• [Work task]
Wherever the listing has a line with the string "format", copy that line out.

-------- Available data --------

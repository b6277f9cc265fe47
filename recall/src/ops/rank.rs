//! Candidate scoring, deduplication and evidence assembly.

use std::fs;

use serde_json::json;

use crate::core::error::OpResult;
use crate::core::op::{OnUnmet, Operation, unmet};
use crate::core::state::{Candidate, State, dedup_candidates};

const KEYWORD_BONUS: f64 = 0.3;

/// Boosts candidates whose snippet mentions a keyword, then keeps the best.
#[derive(Debug, Clone)]
pub struct Ranking {
    pub max_candidates: usize,
    pub keyword_boost: Vec<String>,
}

impl Default for Ranking {
    fn default() -> Self {
        Self {
            max_candidates: 20,
            keyword_boost: Vec::new(),
        }
    }
}

impl Ranking {
    pub fn new(max_candidates: usize, keyword_boost: Vec<String>) -> Self {
        Self {
            max_candidates,
            keyword_boost,
        }
    }

    fn score(&self, candidate: &Candidate) -> f64 {
        let snippet = candidate
            .snippet
            .as_deref()
            .map(str::to_lowercase)
            .unwrap_or_default();
        let hits = self
            .keyword_boost
            .iter()
            .filter(|kw| snippet.contains(&kw.to_lowercase()))
            .count();
        candidate.score + KEYWORD_BONUS * hits as f64
    }
}

impl Operation for Ranking {
    fn name(&self) -> &str {
        "Ranking"
    }

    fn run(&self, mut state: State) -> OpResult {
        let before = state.candidates.len();
        let mut ranked: Vec<Candidate> = state
            .candidates
            .iter()
            .map(|candidate| {
                let score = self.score(candidate);
                candidate.clone().with_score(score)
            })
            .collect();
        ranked.sort_by(|left, right| right.score.total_cmp(&left.score));
        ranked.truncate(self.max_candidates);
        state.candidates = ranked;
        state.log(
            self.name(),
            json!({ "before": before, "kept": state.candidates.len() }),
        );
        Ok(state)
    }
}

/// Drops repeated `(uri, snippet)` pairs, keeping the best-scored copy.
#[derive(Debug, Clone, Copy, Default)]
pub struct Deduplicate;

impl Operation for Deduplicate {
    fn name(&self) -> &str {
        "Deduplicate"
    }

    fn run(&self, mut state: State) -> OpResult {
        let before = state.candidates.len();
        state.candidates = dedup_candidates(&state.candidates);
        state.log(
            self.name(),
            json!({ "before": before, "kept": state.candidates.len() }),
        );
        Ok(state)
    }
}

fn read_file(candidate: &Candidate) -> Option<String> {
    let path = candidate.path()?;
    let bytes = fs::read(path).ok()?;
    Some(String::from_utf8_lossy(&bytes).into_owned())
}

fn clip_chars(text: &str, max: usize) -> String {
    text.chars().take(max).collect()
}

/// Replaces missing or oversized snippets with the head of the file.
#[derive(Debug, Clone)]
pub struct ContextEnricher {
    pub max_tokens: usize,
    pub on_unmet: OnUnmet,
}

impl Default for ContextEnricher {
    fn default() -> Self {
        Self {
            max_tokens: 1000,
            on_unmet: OnUnmet::Skip,
        }
    }
}

impl ContextEnricher {
    pub fn new(max_tokens: usize) -> Self {
        Self {
            max_tokens,
            ..Self::default()
        }
    }
}

impl Operation for ContextEnricher {
    fn name(&self) -> &str {
        "ContextEnricher"
    }

    fn run(&self, mut state: State) -> OpResult {
        if state.candidates.is_empty() {
            return unmet(state, self.name(), self.on_unmet, "candidates");
        }
        let mut enriched = 0usize;
        let candidates: Vec<Candidate> = state
            .candidates
            .iter()
            .map(|candidate| {
                let fits = candidate
                    .snippet
                    .as_deref()
                    .is_some_and(|snippet| snippet.chars().count() < self.max_tokens);
                if fits {
                    return candidate.clone();
                }
                match read_file(candidate).filter(|text| !text.is_empty()) {
                    Some(text) => {
                        enriched += 1;
                        candidate
                            .clone()
                            .with_snippet(clip_chars(&text, self.max_tokens * 4))
                    }
                    None => candidate.clone(),
                }
            })
            .collect();
        state.candidates = candidates;
        state.log(
            self.name(),
            json!({ "candidates": state.candidates.len(), "enriched": enriched }),
        );
        Ok(state)
    }
}

/// Joins candidate texts into `evidence`, each under a `----- <uri>` header.
///
/// Stops before the first chunk that would push the evidence past the window.
#[derive(Debug, Clone)]
pub struct Concat {
    pub max_window_chars: usize,
    pub on_unmet: OnUnmet,
}

impl Default for Concat {
    fn default() -> Self {
        Self {
            max_window_chars: 100_000,
            on_unmet: OnUnmet::Skip,
        }
    }
}

impl Concat {
    pub fn new(max_window_chars: usize) -> Self {
        Self {
            max_window_chars,
            ..Self::default()
        }
    }

    pub fn on_unmet(mut self, policy: OnUnmet) -> Self {
        self.on_unmet = policy;
        self
    }
}

impl Operation for Concat {
    fn name(&self) -> &str {
        "Concat"
    }

    fn run(&self, mut state: State) -> OpResult {
        if state.candidates.is_empty() {
            return unmet(state, self.name(), self.on_unmet, "candidates");
        }
        let mut text = String::new();
        let mut used = 0usize;
        let mut size = 0usize;
        for candidate in &state.candidates {
            let Some(chunk) = candidate.snippet.clone().or_else(|| read_file(candidate)) else {
                continue;
            };
            let chunk_chars = chunk.chars().count();
            if size + chunk_chars > self.max_window_chars {
                break;
            }
            let section = format!("\n\n----- {}\n{}", candidate.uri, chunk);
            size += section.chars().count();
            text.push_str(&section);
            used += 1;
        }

        state.log(self.name(), json!({ "chars": size, "used": used }));
        if !text.is_empty() {
            state.evidence = Some(match state.evidence.take() {
                Some(existing) => existing + &text,
                None => text,
            });
        }
        Ok(state)
    }
}
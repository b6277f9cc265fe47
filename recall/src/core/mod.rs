//! The control-flow and resilience engine.
//!
//! Everything here is pure apart from reading the clock and sleeping for
//! retry backoff. Operations take a [`state::State`] by value and hand it back
//! (or a typed [`error::Failure`]); composites nest freely because they
//! implement the same [`op::Operation`] contract as the leaves they wrap.

pub mod branch;
pub mod budget;
pub mod error;
pub mod heal;
pub mod looping;
pub mod op;
pub mod route;
pub mod stack;
pub mod stagnation;
pub mod state;
//! Trace export: a standalone HTML viewer, or plain JSON.

use std::collections::BTreeMap;
use std::fs;
use std::path::Path;

use anyhow::{Context, Result};
use chrono::{DateTime, Utc};
use minijinja::{Environment, Value, context};
use serde::Serialize;
use serde_json::Value as Json;
use tracing::debug;

use crate::core::state::{Scope, Trace, TraceEvent};

const TRACE_TEMPLATE: &str = include_str!("templates/trace.html");

/// One trace event with its position and offset from the first event.
#[derive(Debug, Serialize)]
pub struct ExportedEvent<'a> {
    pub id: usize,
    pub op: &'a str,
    pub timestamp: DateTime<Utc>,
    /// Seconds since the first event, millisecond precision.
    pub delta: f64,
    #[serde(skip_serializing_if = "<[Scope]>::is_empty")]
    pub scope: &'a [Scope],
    pub payload: &'a Json,
}

#[derive(Debug, Serialize)]
struct Row<'a> {
    id: usize,
    delta: f64,
    op: &'a str,
    scope: String,
    outcome: Option<&'a str>,
    payload_text: String,
}

fn delta(first: &TraceEvent, event: &TraceEvent) -> f64 {
    (event.timestamp - first.timestamp).num_milliseconds() as f64 / 1000.0
}

pub fn export_events(trace: &Trace) -> Vec<ExportedEvent<'_>> {
    let Some(first) = trace.events().first() else {
        return Vec::new();
    };
    trace
        .iter()
        .enumerate()
        .map(|(id, event)| ExportedEvent {
            id,
            op: &event.op,
            timestamp: event.timestamp,
            delta: delta(first, event),
            scope: &event.scope,
            payload: &event.payload,
        })
        .collect()
}

/// Standalone HTML page listing every event, filterable by operation.
/// The raw events are embedded as JSON under `#trace-data`.
pub fn render_trace_html(title: &str, trace: &Trace) -> Result<String> {
    let events = export_events(trace);
    let rows: Vec<Row<'_>> = events
        .iter()
        .map(|event| Row {
            id: event.id,
            delta: event.delta,
            op: event.op,
            scope: event
                .scope
                .iter()
                .map(ToString::to_string)
                .collect::<Vec<_>>()
                .join(" "),
            outcome: event.payload.get("outcome").and_then(Json::as_str),
            payload_text: event.payload.to_string(),
        })
        .collect();
    let mut ops: BTreeMap<&str, usize> = BTreeMap::new();
    for event in &events {
        *ops.entry(event.op).or_default() += 1;
    }
    // `<` is escaped so no payload can close the script element.
    let embedded = serde_json::to_string(&events)
        .context("serialize trace events")?
        .replace('<', "\\u003c");

    let mut env = Environment::new();
    env.add_template("trace.html", TRACE_TEMPLATE)
        .context("load trace template")?;
    let rendered = env
        .get_template("trace.html")
        .context("load trace template")?
        .render(context! {
            title => title,
            events => rows,
            ops => ops.into_iter().collect::<Vec<_>>(),
            span => events.last().map_or(0.0, |event| event.delta),
            trace_json => Value::from_safe_string(embedded),
        })
        .context("render trace template")?;
    Ok(rendered)
}

/// Write the trace to `path`: HTML for `.html`/`.htm`, pretty JSON otherwise.
pub fn write_trace(path: &Path, title: &str, trace: &Trace) -> Result<()> {
    let html = path
        .extension()
        .and_then(|ext| ext.to_str())
        .is_some_and(|ext| ext.eq_ignore_ascii_case("html") || ext.eq_ignore_ascii_case("htm"));
    let contents = if html {
        render_trace_html(title, trace)?
    } else {
        let mut buf =
            serde_json::to_string_pretty(&export_events(trace)).context("serialize trace")?;
        buf.push('\n');
        buf
    };
    if let Some(parent) = path.parent().filter(|parent| !parent.as_os_str().is_empty()) {
        fs::create_dir_all(parent)
            .with_context(|| format!("create directory {}", parent.display()))?;
    }
    fs::write(path, contents).with_context(|| format!("write trace {}", path.display()))?;
    debug!(path = %path.display(), events = trace.len(), html, "trace written");
    Ok(())
}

--------

• [Result]
            let section = format!("\n\n----- {}\n{}", candidate.uri, chunk);
            .with_context(|| format!("create directory {}", parent.display()))?;
    fs::write(path, contents).with_context(|| format!("write trace {}", path.display()))?;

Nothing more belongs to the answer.